Die Entwicklung Amazoniens Zu wichtig, um zu scheitern

BONN · Wissenschaftler sprechen in Bonn über Maßnahmen zur nachhaltigen Entwicklung Amazoniens. Ihr Weckruf hat etwas Beunruhigendes, denn vor allem Brasilien nutzt die Region aus.

 Ein Holzfäller bearbeitet im Regenwald des Amazonas in Brasilien einen Urwaldriesen.

Ein Holzfäller bearbeitet im Regenwald des Amazonas in Brasilien einen Urwaldriesen.

Foto: picture alliance / Werner Rudhar

Chronik eines angekündigten Todes: Der Roman von Gabriel García Márquez erzählt, wie ein ganzes Dorf von einer bevorstehenden Gewalttat weiß, aber niemand sie verhindert, obwohl sogar die zukünftigen Täter hoffen, dass jemand sie an der Tat hindern möge. „Zu wichtig um zu scheitern: Amazonien und Lösungswege für eine nachhaltige Entwicklung“, lautete nun der Titel einer Veranstaltung im Zentrum für Entwicklungsforschung (ZEF) der Universität Bonn, zu dem internationale Akteure aus Wissenschaft, Politik und Finanzwirtschaft im Rahmen der Weltklimakonferenz zusammengekommen sind.
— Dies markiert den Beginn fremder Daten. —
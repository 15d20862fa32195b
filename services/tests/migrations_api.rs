//! Migration plans and runs.

#![allow(clippy::unwrap_used, clippy::expect_used)]

mod common;

use common::Harness;
use serde_json::json;
use service_spine_testing::{TestRequest, error_code};

fn create_plan(idempotency_key: &str) -> TestRequest {
    TestRequest::post("/plans")
        .bearer("operator")
        .role("migration_operator")
        .idempotency_key(idempotency_key)
        .json(&json!({
            "name": "orders backfill",
            "source": "pg://legacy",
            "target": "pg://orders",
            "steps": ["copy", "verify"],
        }))
}

fn create_run(plan_id: &str, key: &str) -> TestRequest {
    TestRequest::post("/runs")
        .bearer("operator")
        .role("migration_operator")
        .idempotency_key(key)
        .json(&json!({"plan_id": plan_id}))
}

async fn plan_id(app: &Harness) -> String {
    let reply = app.send(create_plan("idem-plan").build()).await;
    assert_eq!(reply.status, 201);
    reply.data()["id"].as_str().unwrap().to_string()
}

#[tokio::test]
async fn test_run_requires_mfa() {
    let app = Harness::new();
    let plan_id = plan_id(&app).await;

    let without_mfa = app.send(create_run(&plan_id, "idem-run").build()).await;
    assert_eq!(without_mfa.status, 403);
    assert_eq!(error_code(&without_mfa.json()), Some("forbidden"));

    let with_mfa = app.send(create_run(&plan_id, "idem-run").mfa().build()).await;
    assert_eq!(with_mfa.status, 201);
    assert_eq!(with_mfa.data()["status"], "queued");
    assert_eq!(with_mfa.data()["plan_id"], plan_id.as_str());

    let run_id = with_mfa.data()["id"].as_str().unwrap().to_string();
    let fetched = app
        .send(TestRequest::get(format!("/runs/{run_id}")).bearer("viewer").build())
        .await;
    assert_eq!(fetched.status, 200);
    assert_eq!(fetched.data(), with_mfa.data());
}

#[tokio::test]
async fn test_admin_cannot_run_but_can_plan() {
    let app = Harness::new();
    let admin_plan = app
        .send(
            TestRequest::post("/plans")
                .bearer("root")
                .role("admin")
                .idempotency_key("idem-2")
                .json(&json!({"name": "n", "source": "s", "target": "t", "steps": ["x"]}))
                .build(),
        )
        .await;
    assert_eq!(admin_plan.status, 201);

    let plan_id = admin_plan.data()["id"].as_str().unwrap().to_string();
    let admin_run = app
        .send(
            TestRequest::post("/runs")
                .bearer("root")
                .role("admin")
                .mfa()
                .idempotency_key("idem-3")
                .json(&json!({"plan_id": plan_id}))
                .build(),
        )
        .await;
    assert_eq!(admin_run.status, 403);
}

#[tokio::test]
async fn test_run_for_unknown_plan_is_not_found() {
    let app = Harness::new();
    let reply = app.send(create_run("plan_missing", "idem-run").mfa().build()).await;
    assert_eq!(reply.status, 404);
    assert_eq!(error_code(&reply.json()), Some("not_found"));

    // The key was not bound to the failed request.
    let plan_id = plan_id(&app).await;
    let retry = app.send(create_run(&plan_id, "idem-run").mfa().build()).await;
    assert_eq!(retry.status, 201);
}

#[tokio::test]
async fn test_plan_validation() {
    let app = Harness::new();
    let reply = app
        .send(
            TestRequest::post("/plans")
                .bearer("operator")
                .role("migration_operator")
                .idempotency_key("idem-1")
                .json(&json!({"name": "n", "source": "s", "target": "t", "steps": []}))
                .build(),
        )
        .await;
    assert_eq!(reply.status, 400);
    assert_eq!(error_code(&reply.json()), Some("invalid_input"));
}

#[tokio::test]
async fn test_plans_listed_in_creation_order() {
    let app = Harness::new();
    let first = plan_id(&app).await;
    let second = app.send(create_plan("idem-other").build()).await;
    let second = second.data()["id"].as_str().unwrap().to_string();

    let list = app.send(TestRequest::get("/plans").bearer("viewer").build()).await;
    let ids: Vec<String> = list
        .data()
        .as_array()
        .unwrap()
        .iter()
        .map(|plan| plan["id"].as_str().unwrap().to_string())
        .collect();
    assert_eq!(ids, vec![first, second]);
}

#[tokio::test]
async fn test_rollback_is_gone() {
    let app = Harness::new();
    let reply = app
        .send(
            TestRequest::post("/runs/run_1/rollback")
                .bearer("operator")
                .role("migration_operator")
                .build(),
        )
        .await;
    assert_eq!(reply.status, 410);
    assert_eq!(error_code(&reply.json()), Some("gone"));
}
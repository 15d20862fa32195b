//! Request pipeline middleware.
//!
//! Layers, outermost first:
//!
//! 1. **Request id**: read `X-Request-Id` (or synthesize `req-<UTC nanos>`),
//!    store it in the request extensions, run the request inside an
//!    `http_request` span, echo the id on the response, and stamp it into
//!    error envelopes.
//! 2. **Metrics**: time the request and record `http_requests_total` and
//!    `http_request_duration_seconds` once the final status is known.
//!
//! # Example
//!
//! ```ignore
//! use axum::Router;
//! use service_spine_web::middleware::{request_id_layer, track_metrics};
//!
//! let app = Router::new()
//!     .route("/v1/stats", get(stats))
//!     .layer(axum::middleware::from_fn_with_state(http_metrics, track_metrics))
//!     .layer(request_id_layer());
//! ```

use crate::envelope::error_response;
use crate::error::{AppError, ErrorDetail};
use axum::{
    body::Body,
    extract::{MatchedPath, Request, State},
    http::{HeaderValue, StatusCode, header},
    middleware::Next,
    response::{IntoResponse, Response},
};
use chrono::Utc;
use service_spine_runtime::HttpMetrics;
use std::task::{Context, Poll};
use std::time::Instant;
use tower::{Layer, Service};
use tracing::Instrument;

/// Metric path label for requests that matched no route.
pub const UNMATCHED_PATH: &str = "unmatched";

/// Header name for the request id.
pub const REQUEST_ID_HEADER: &str = "x-request-id";

/// Request id of the current request.
///
/// Inserted into the request extensions by [`RequestIdLayer`]; handlers take
/// it as an extractor.
#[derive(Debug, Clone, PartialEq, Eq)]
pub struct RequestId(pub String);

impl RequestId {
    /// The id as a string slice.
    #[must_use]
    pub fn as_str(&self) -> &str {
        &self.0
    }
}

/// `req-<UTC nanoseconds since the epoch>`.
#[must_use]
pub fn synthesize_request_id() -> String {
    format!("req-{}", Utc::now().timestamp_nanos_opt().unwrap_or_default())
}

/// Create the request-id layer.
#[must_use]
pub const fn request_id_layer() -> RequestIdLayer {
    RequestIdLayer
}

/// Layer for request id tracking.
#[derive(Clone, Debug)]
pub struct RequestIdLayer;

impl<S> Layer<S> for RequestIdLayer {
    type Service = RequestIdMiddleware<S>;

    fn layer(&self, inner: S) -> Self::Service {
        RequestIdMiddleware { inner }
    }
}

/// Middleware service for request id tracking.
#[derive(Clone, Debug)]
pub struct RequestIdMiddleware<S> {
    inner: S,
}

impl<S> Service<Request> for RequestIdMiddleware<S>
where
    S: Service<Request, Response = Response> + Send + 'static,
    S::Future: Send + 'static,
{
    type Response = S::Response;
    type Error = S::Error;
    type Future = std::pin::Pin<
        Box<dyn std::future::Future<Output = Result<Self::Response, Self::Error>> + Send>,
    >;

    fn poll_ready(&mut self, cx: &mut Context<'_>) -> Poll<Result<(), Self::Error>> {
        self.inner.poll_ready(cx)
    }

    fn call(&mut self, mut req: Request) -> Self::Future {
        let request_id = req
            .headers()
            .get(REQUEST_ID_HEADER)
            .and_then(|v| v.to_str().ok())
            .map(str::trim)
            .filter(|s| !s.is_empty())
            .map_or_else(synthesize_request_id, str::to_string);

        req.extensions_mut().insert(RequestId(request_id.clone()));

        let span = tracing::info_span!(
            "http_request",
            request_id = %request_id,
            method = %req.method(),
            uri = %req.uri(),
        );

        let fut = self.inner.call(req);

        Box::pin(async move {
            let response = fut.instrument(span).await?;
            Ok(finalize(response, &request_id))
        })
    }
}

/// Stamp the request id into error envelopes and the response header.
fn finalize(response: Response, request_id: &str) -> Response {
    let detail = response.extensions().get::<ErrorDetail>().cloned();
    let mut response = match detail {
        Some(detail) => rerender(response, &detail, request_id),
        None if response.status() == StatusCode::METHOD_NOT_ALLOWED => {
            rerender(response, &AppError::method_not_allowed().detail(), request_id)
        }
        None => response,
    };

    if let Ok(value) = HeaderValue::from_str(request_id) {
        response.headers_mut().insert(REQUEST_ID_HEADER, value);
    }
    response
}

fn rerender(response: Response, detail: &ErrorDetail, request_id: &str) -> Response {
    let (mut parts, _) = response.into_parts();
    let (rendered, body) = error_response(detail.kind, &detail.message, Some(request_id)).into_parts();

    parts.status = rendered.status;
    parts.headers.remove(header::CONTENT_LENGTH);
    if let Some(content_type) = rendered.headers.get(header::CONTENT_TYPE) {
        parts.headers.insert(header::CONTENT_TYPE, content_type.clone());
    }
    parts.extensions.insert(detail.clone());
    Response::from_parts(parts, body)
}

/// Record request count and latency.
///
/// The `path` label is the matched route template (`/v1/cache/:key`) when a
/// route matched, otherwise [`UNMATCHED_PATH`].
pub async fn track_metrics(
    State(metrics): State<HttpMetrics>,
    req: Request,
    next: Next,
) -> Response {
    let start = Instant::now();
    let method = req.method().as_str().to_owned();
    let path = req
        .extensions()
        .get::<MatchedPath>()
        .map_or_else(|| UNMATCHED_PATH.to_owned(), |matched| matched.as_str().to_owned());

    let response = next.run(req).await;

    metrics.record_request(&method, &path, response.status().as_u16(), start.elapsed());
    response
}

/// Fallback for unknown paths.
pub async fn not_found(req: Request<Body>) -> Response {
    AppError::not_found(format!("no route for {}", req.uri().path())).into_response()
}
Es ist nicht so, dass es der Welt an Berichten über Erkenntnissen zu Amazonien mangelt. Gerade angesichts des derzeitigem Weltklimakonferenz-Marathons wird jedem vermittelt, dass der Amazonas eine Schlüsselfunktion für die Zukunft unseres Planeten hat. Weltgrößte Artenvielfalt, irdischer CO2-Speicher und Wasserreservoir sind nur einige der Schlagworte, die mit Klimaschutz und Amazonien zusammenfallen.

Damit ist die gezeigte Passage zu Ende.